Petruccio lief davon.

Ezio hoffte, dass ihre Mutter sich über das Geschenk freuen würde. Es war nicht schwer, hinter Petruccios Geheimnis zu kommen.

Lächelnd ging auch er ins Haus.

3

Am nächsten Morgen wurde Ezio erst spät wach, fand zu seiner Erleichterung jedoch heraus, dass sein Vater keine Aufgaben für ihn hatte, die sofort erledigt werden mussten. Er ging in den Garten, wo seine Mutter die Beschneidung ihrer Kirschbäume überwachte, deren Blüten gerade zu welken begannen.
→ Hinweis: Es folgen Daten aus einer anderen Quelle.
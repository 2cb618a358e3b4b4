//! Vocabulary construction and persistence.
//!
//! A [`Vocabulary`] is an ordered token table with two reserved entries:
//! blank at id 0 and unknown at the last id. Char vocabularies come
//! straight from a configured alphabet; subword and sentencepiece
//! vocabularies are trained from a corpus with a deterministic pair-merge
//! algorithm, so rebuilding from the same corpus and config yields the
//! same tokens with the same ids.

use crate::config::DecoderConfig;
use crate::error::{Result, VocabBuildError};
use crate::manifest::Manifest;
use serde::{Deserialize, Serialize};
use std::cmp::Reverse;
use std::collections::{BTreeMap, HashMap};
use std::fs;
use std::path::{Path, PathBuf};
use std::str::FromStr;

/// Reserved blank id, also the start-token convention for downstream models.
pub const BLANK_ID: u32 = 0;

/// Token string for the reserved blank id.
pub const BLANK_TOKEN: &str = "<blank>";

/// Token string for the reserved unknown id.
pub const UNKNOWN_TOKEN: &str = "<unk>";

/// Word-boundary marker used by the sentencepiece kind.
pub const WORD_MARKER: char = '\u{2581}';

/// Continuation prefix used by the subword kind.
pub const CONTINUATION: &str = "##";

/// Segmentation kind backing a vocabulary.
#[derive(Clone, Copy, Debug, Eq, PartialEq, Serialize, Deserialize)]
#[serde(rename_all = "lowercase")]
pub enum VocabKind {
    Char,
    Subword,
    SentencePiece,
}

impl FromStr for VocabKind {
    type Err = String;

    fn from_str(s: &str) -> std::result::Result<Self, Self::Err> {
        match s {
            "char" => Ok(VocabKind::Char),
            "subword" => Ok(VocabKind::Subword),
            "sentencepiece" => Ok(VocabKind::SentencePiece),
            other => Err(format!(
                "unknown vocabulary kind '{other}' (expected char, subword, or sentencepiece)"
            )),
        }
    }
}

/// Persisted vocabulary file layout.
#[derive(Serialize, Deserialize)]
struct VocabFile {
    kind: VocabKind,
    tokens: Vec<String>,
}

/// Ordered token table. Immutable after construction.
#[derive(Clone, Debug)]
pub struct Vocabulary {
    kind: VocabKind,
    tokens: Vec<String>,
    index: HashMap<String, u32>,
    max_token_chars: usize,
}

impl Vocabulary {
    /// Build a vocabulary of the given kind.
    ///
    /// Char vocabularies ignore `corpus_files` entirely; subword and
    /// sentencepiece kinds scan the transcripts of every reachable corpus
    /// file and train to `config.target_vocab_size`.
    pub fn build(corpus_files: &[PathBuf], kind: VocabKind, config: &DecoderConfig) -> Result<Self> {
        match kind {
            VocabKind::Char => Ok(Self::from_alphabet(&config.alphabet)),
            VocabKind::Subword | VocabKind::SentencePiece => {
                let corpus = read_corpus(corpus_files, config.max_corpus_chars)?;
                let pieces = train_pieces(&corpus, kind, config.target_vocab_size)?;
                Ok(Self::from_pieces(kind, pieces))
            }
        }
    }

    /// Char vocabulary over a fixed alphabet.
    pub fn from_alphabet(alphabet: &[char]) -> Self {
        let pieces = alphabet.iter().map(|c| c.to_string()).collect();
        Self::from_pieces(VocabKind::Char, pieces)
    }

    /// Build a table from non-reserved pieces, adding blank and unknown.
    pub fn from_pieces(kind: VocabKind, pieces: Vec<String>) -> Self {
        let mut tokens = Vec::with_capacity(pieces.len() + 2);
        tokens.push(BLANK_TOKEN.to_string());
        tokens.extend(pieces);
        tokens.push(UNKNOWN_TOKEN.to_string());
        Self::from_tokens(kind, tokens)
    }

    fn from_tokens(kind: VocabKind, tokens: Vec<String>) -> Self {
        let index = tokens
            .iter()
            .enumerate()
            .map(|(id, token)| (token.clone(), id as u32))
            .collect();
        let max_token_chars = tokens
            .iter()
            .map(|t| t.chars().count())
            .max()
            .unwrap_or(1);
        Self {
            kind,
            tokens,
            index,
            max_token_chars,
        }
    }

    pub fn kind(&self) -> VocabKind {
        self.kind
    }

    /// Full table size, reserved ids included.
    pub fn len(&self) -> usize {
        self.tokens.len()
    }

    pub fn is_empty(&self) -> bool {
        self.tokens.is_empty()
    }

    pub fn unknown_id(&self) -> u32 {
        self.tokens.len() as u32 - 1
    }

    pub fn id_of(&self, token: &str) -> Option<u32> {
        self.index.get(token).copied()
    }

    pub fn token_of(&self, id: u32) -> Option<&str> {
        self.tokens.get(id as usize).map(String::as_str)
    }

    pub fn tokens(&self) -> &[String] {
        &self.tokens
    }

    /// Longest token length in chars, for bounded prefix matching.
    pub fn max_token_chars(&self) -> usize {
        self.max_token_chars
    }

    /// Persist the table as JSON.
    pub fn save(&self, path: impl AsRef<Path>) -> Result<()> {
        let path = path.as_ref();
        let file = VocabFile {
            kind: self.kind,
            tokens: self.tokens.clone(),
        };
        let contents = serde_json::to_string_pretty(&file).expect("vocabulary serializes");
        fs::write(path, contents).map_err(|source| VocabBuildError::Save {
            path: path.to_path_buf(),
            source,
        })?;
        tracing::info!(path = %path.display(), tokens = self.tokens.len(), "saved vocabulary");
        Ok(())
    }

    /// Load a previously persisted table.
    pub fn load(path: impl AsRef<Path>) -> Result<Self> {
        let path = path.as_ref();
        let load_err = |reason: String| VocabBuildError::Load {
            path: path.to_path_buf(),
            reason,
        };

        let contents = fs::read_to_string(path).map_err(|e| load_err(e.to_string()))?;
        let file: VocabFile =
            serde_json::from_str(&contents).map_err(|e| load_err(e.to_string()))?;

        if file.tokens.len() < 2 {
            return Err(load_err("fewer than two tokens".to_string()).into());
        }
        if file.tokens.first().map(String::as_str) != Some(BLANK_TOKEN)
            || file.tokens.last().map(String::as_str) != Some(UNKNOWN_TOKEN)
        {
            return Err(load_err("reserved tokens out of place".to_string()).into());
        }

        Ok(Self::from_tokens(file.kind, file.tokens))
    }
}

/// Collect transcripts from reachable corpus files, up to `max_chars`.
fn read_corpus(corpus_files: &[PathBuf], max_chars: Option<usize>) -> Result<Vec<String>> {
    let mut transcripts = Vec::new();
    let mut total_chars = 0usize;
    let mut reachable = 0usize;

    'files: for path in corpus_files {
        if !path.is_file() {
            tracing::warn!(path = %path.display(), "corpus file unreachable, skipping");
            continue;
        }
        reachable += 1;

        let manifest = Manifest::read_files(std::slice::from_ref(path), true)?;
        for entry in manifest.entries {
            total_chars += entry.transcript.chars().count();
            transcripts.push(entry.transcript);
            if matches!(max_chars, Some(cap) if total_chars >= cap) {
                break 'files;
            }
        }
    }

    if reachable == 0 {
        return Err(VocabBuildError::NoCorpus.into());
    }

    Ok(transcripts)
}

/// Train non-reserved subword pieces from transcripts.
///
/// Pair-merge training: start from per-character symbols, repeatedly merge
/// the most frequent adjacent pair (ties broken lexicographically), stop
/// when the piece inventory reaches the target or no pair repeats. Final
/// ids follow frequency rank, again with lexicographic tie-breaking, so
/// the result depends only on corpus and config.
fn train_pieces(corpus: &[String], kind: VocabKind, target_vocab_size: usize) -> Result<Vec<String>> {
    // BTreeMap keeps word iteration order deterministic.
    let mut word_freq: BTreeMap<&str, u64> = BTreeMap::new();
    for transcript in corpus {
        for word in transcript.split_whitespace() {
            *word_freq.entry(word).or_insert(0) += 1;
        }
    }

    if word_freq.is_empty() {
        return Err(VocabBuildError::EmptyCorpus.into());
    }

    let mut words: Vec<(Vec<String>, u64)> = word_freq
        .iter()
        .map(|(word, freq)| (split_symbols(word, kind), *freq))
        .collect();

    // Two slots are reserved for blank and unknown.
    let target = target_vocab_size.saturating_sub(2).max(1);

    while piece_inventory(&words).len() < target {
        let Some(((left, right), count)) = best_pair(&words) else {
            break;
        };
        if count < 2 {
            break;
        }
        merge_pair(&mut words, &left, &right, kind);
    }

    let mut ranked: Vec<(String, u64)> = piece_inventory(&words).into_iter().collect();
    ranked.sort_by(|(a_tok, a_cnt), (b_tok, b_cnt)| {
        Reverse(a_cnt).cmp(&Reverse(b_cnt)).then(a_tok.cmp(b_tok))
    });
    ranked.truncate(target);

    Ok(ranked.into_iter().map(|(token, _)| token).collect())
}

fn split_symbols(word: &str, kind: VocabKind) -> Vec<String> {
    let mut symbols = Vec::with_capacity(word.chars().count());
    for (i, c) in word.chars().enumerate() {
        let symbol = match (kind, i) {
            (VocabKind::SentencePiece, 0) => format!("{WORD_MARKER}{c}"),
            (VocabKind::Subword, i) if i > 0 => format!("{CONTINUATION}{c}"),
            _ => c.to_string(),
        };
        symbols.push(symbol);
    }
    symbols
}

/// Weighted frequency of every symbol currently present.
fn piece_inventory(words: &[(Vec<String>, u64)]) -> BTreeMap<String, u64> {
    let mut inventory = BTreeMap::new();
    for (symbols, freq) in words {
        for symbol in symbols {
            *inventory.entry(symbol.clone()).or_insert(0) += freq;
        }
    }
    inventory
}

/// Most frequent adjacent symbol pair, ties broken lexicographically.
fn best_pair(words: &[(Vec<String>, u64)]) -> Option<((String, String), u64)> {
    let mut counts: HashMap<(String, String), u64> = HashMap::new();
    for (symbols, freq) in words {
        for pair in symbols.windows(2) {
            let key = (pair[0].clone(), pair[1].clone());
            *counts.entry(key).or_insert(0) += freq;
        }
    }

    counts
        .into_iter()
        .max_by(|(a_pair, a_cnt), (b_pair, b_cnt)| a_cnt.cmp(b_cnt).then(b_pair.cmp(a_pair)))
}

fn merge_pair(words: &mut [(Vec<String>, u64)], left: &str, right: &str, kind: VocabKind) {
    let merged = join_symbols(left, right, kind);

    for (symbols, _) in words.iter_mut() {
        let mut i = 0;
        while i + 1 < symbols.len() {
            if symbols[i] == left && symbols[i + 1] == right {
                symbols[i] = merged.clone();
                symbols.remove(i + 1);
            } else {
                i += 1;
            }
        }
    }
}

fn join_symbols(left: &str, right: &str, kind: VocabKind) -> String {
    match kind {
        VocabKind::Subword => format!("{left}{}", right.strip_prefix(CONTINUATION).unwrap_or(right)),
        _ => format!("{left}{right}"),
    }
}

#[cfg(test)]
mod tests {
    use super::*;
    use crate::error::Error;
    use std::fs;

    fn write_corpus(name: &str, transcripts: &[&str]) -> PathBuf {
        let path = std::env::temp_dir().join(name);
        let mut contents = String::from("PATH\tDURATION\tTRANSCRIPT\n");
        for (i, t) in transcripts.iter().enumerate() {
            contents.push_str(&format!("clip{i}.wav\t1.0\t{t}\n"));
        }
        fs::write(&path, contents).unwrap();
        path
    }

    #[test]
    fn char_vocabulary_reserves_blank_and_unknown() {
        let vocab = Vocabulary::from_alphabet(&['a', 'b', 'c']);

        assert_eq!(vocab.len(), 5);
        assert_eq!(vocab.token_of(BLANK_ID), Some(BLANK_TOKEN));
        assert_eq!(vocab.id_of("a"), Some(1));
        assert_eq!(vocab.id_of("b"), Some(2));
        assert_eq!(vocab.id_of("c"), Some(3));
        assert_eq!(vocab.unknown_id(), 4);
        assert_eq!(vocab.token_of(4), Some(UNKNOWN_TOKEN));
    }

    #[test]
    fn char_build_ignores_corpus() {
        let config = DecoderConfig {
            alphabet: vec!['x', 'y'],
            ..DecoderConfig::default()
        };

        let vocab = Vocabulary::build(&[], VocabKind::Char, &config).unwrap();

        assert_eq!(vocab.len(), 4);
        assert_eq!(vocab.kind(), VocabKind::Char);
    }

    #[test]
    fn subword_training_is_deterministic() {
        let corpus = write_corpus(
            "voxrec_vocab_corpus.tsv",
            &["the cat sat", "the cat ran", "the dog sat"],
        );
        let config = DecoderConfig {
            target_vocab_size: 16,
            ..DecoderConfig::default()
        };

        let a = Vocabulary::build(std::slice::from_ref(&corpus), VocabKind::Subword, &config)
            .unwrap();
        let b = Vocabulary::build(std::slice::from_ref(&corpus), VocabKind::Subword, &config)
            .unwrap();

        assert_eq!(a.tokens(), b.tokens());
        assert!(a.len() <= 16);
        // "the" occurs three times, so its pieces merge into one token
        assert!(a.id_of("the").is_some());

        fs::remove_file(corpus).ok();
    }

    #[test]
    fn sentencepiece_pieces_carry_word_marker() {
        let corpus = write_corpus("voxrec_vocab_sp.tsv", &["aa aa aa bb"]);
        let config = DecoderConfig {
            target_vocab_size: 12,
            ..DecoderConfig::default()
        };

        let vocab =
            Vocabulary::build(std::slice::from_ref(&corpus), VocabKind::SentencePiece, &config)
                .unwrap();

        assert!(vocab.id_of("\u{2581}aa").is_some());

        fs::remove_file(corpus).ok();
    }

    #[test]
    fn save_load_round_trip() {
        let vocab = Vocabulary::from_alphabet(&['a', 'b']);
        let path = std::env::temp_dir().join("voxrec_vocab_roundtrip.json");

        vocab.save(&path).unwrap();
        let loaded = Vocabulary::load(&path).unwrap();

        assert_eq!(loaded.kind(), VocabKind::Char);
        assert_eq!(loaded.tokens(), vocab.tokens());

        fs::remove_file(path).ok();
    }

    #[test]
    fn load_rejects_misplaced_reserved_tokens() {
        let path = std::env::temp_dir().join("voxrec_vocab_badfile.json");
        fs::write(&path, r#"{"kind":"char","tokens":["a","b"]}"#).unwrap();

        let result = Vocabulary::load(&path);

        assert!(matches!(
            result,
            Err(Error::Vocab(VocabBuildError::Load { .. }))
        ));

        fs::remove_file(path).ok();
    }

    #[test]
    fn unreachable_corpus_is_vocab_build_error() {
        let config = DecoderConfig::default();
        let missing = vec![PathBuf::from("/nonexistent/corpus.tsv")];

        let result = Vocabulary::build(&missing, VocabKind::Subword, &config);

        assert!(matches!(
            result,
            Err(Error::Vocab(VocabBuildError::NoCorpus))
        ));
    }

    #[test]
    fn empty_corpus_is_vocab_build_error() {
        let corpus = write_corpus("voxrec_vocab_empty.tsv", &[]);
        let config = DecoderConfig::default();

        let result = Vocabulary::build(std::slice::from_ref(&corpus), VocabKind::Subword, &config);

        assert!(matches!(
            result,
            Err(Error::Vocab(VocabBuildError::EmptyCorpus))
        ));

        fs::remove_file(corpus).ok();
    }
}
Sie lächelte, als sie ihn sah, und winkte ihn zu sich. Maria Auditore war eine hochgewachsene, würdevolle Frau Anfang vierzig; das lange schwarze Haar trug sie geflochten unter eine Kappe aus weißem Musselin, die in den Familienfarben gesäumt war, Rot und Gold.

„Ezio! Buon’ giorno.“

„Madre.“

„Wie geht es dir? Ich hoffe, besser.“ Behutsam berührte sie die Wunde an seinem Kopf.

„Mir geht’s gut.“

„Dein Vater sagte, du solltest so lange wie möglich ruhen.“

„Ich brauche keine Ruhe, Mama!“

„Nun, jedenfalls wird es für dich heute Morgen keine Aufregung geben. Dein Vater hat mich gebeten, mich um dich zu kümmern. Ich weiß, was du angestellt hast.“

„Ich habe keine Ahnung, wovon du sprichst.“

„Treib keine Spielchen mit mir, Ezio. Ich weiß von deiner Prügelei mit Vieri.“

„Er hat schlimme Geschichten über unsere Familie verbreitet. Das konnte ich doch nicht ungestraft hinnehmen.“

„Vieri steht unter Druck. Jetzt, nachdem sein Vater verhaftet wurde, sogar noch mehr.“ Seine Mutter hielt nachdenklich inne. „Man mag Francesco de’ Pazzi ja vieles nachsagen können, aber ich hätte nie geglaubt, dass er in eine Verschwörung zur Ermordung eines Herzogs verstrickt sein könnte.“

„Was wird mit ihm geschehen?“

„Es wird eine Verhandlung geben. Ich nehme an, dass dein Vater dabei als einer der Hauptzeugen auftreten wird, wenn unser eigener Herzog Lorenzo zurückkehrt.“

Ezio sah beunruhigt drein.

„Keine Sorge, du hast nichts zu befürchten. Und ich werde nichts von dir verlangen, was du nicht tun möchtest – im Gegenteil, ich will, dass du mich begleitest. Ich habe eine Besorgung zu erledigen. Es wird nicht lange dauern, und ich denke, es wird dir sogar gefallen.“

„Ich helfe dir mit Vergnügen, Mama.“

„Dann komm. Es ist nicht weit.“

Sie verließen den Palazzo zu Fuß und gingen Arm in Arm in Richtung der Kathedrale, in deren Nähe sich ein kleines Viertel befand, in dem viele der florentinischen Künstler ihre Werkstätten und Ateliers hatten. Einige davon – wie etwa die des Verrocchio und des Alessandro di Moriani Filipepi (ein aufstrebender junger Meister, der sich bereits den Spitznamen Botticelli erworben hatte) – waren große, geschäftige Örtlichkeiten, wo Assistenten und Lehrlinge eifrig Farben mahlten und Färbestoffe mischten; andere waren bescheidener. Vor einer dieser Türen blieb Maria stehen und klopfte an. Die Tür wurde umgehend geöffnet, und vor ihnen stand ein gut aussehender, wohlgekleideter junger Mann, der fast geckenhaft, aber doch auch sehr athletisch wirkte und einen dunkelbraunen Haarschopf nebst üppigem Bart trug. Er mochte sechs oder sieben Jahre älter als Ezio sein.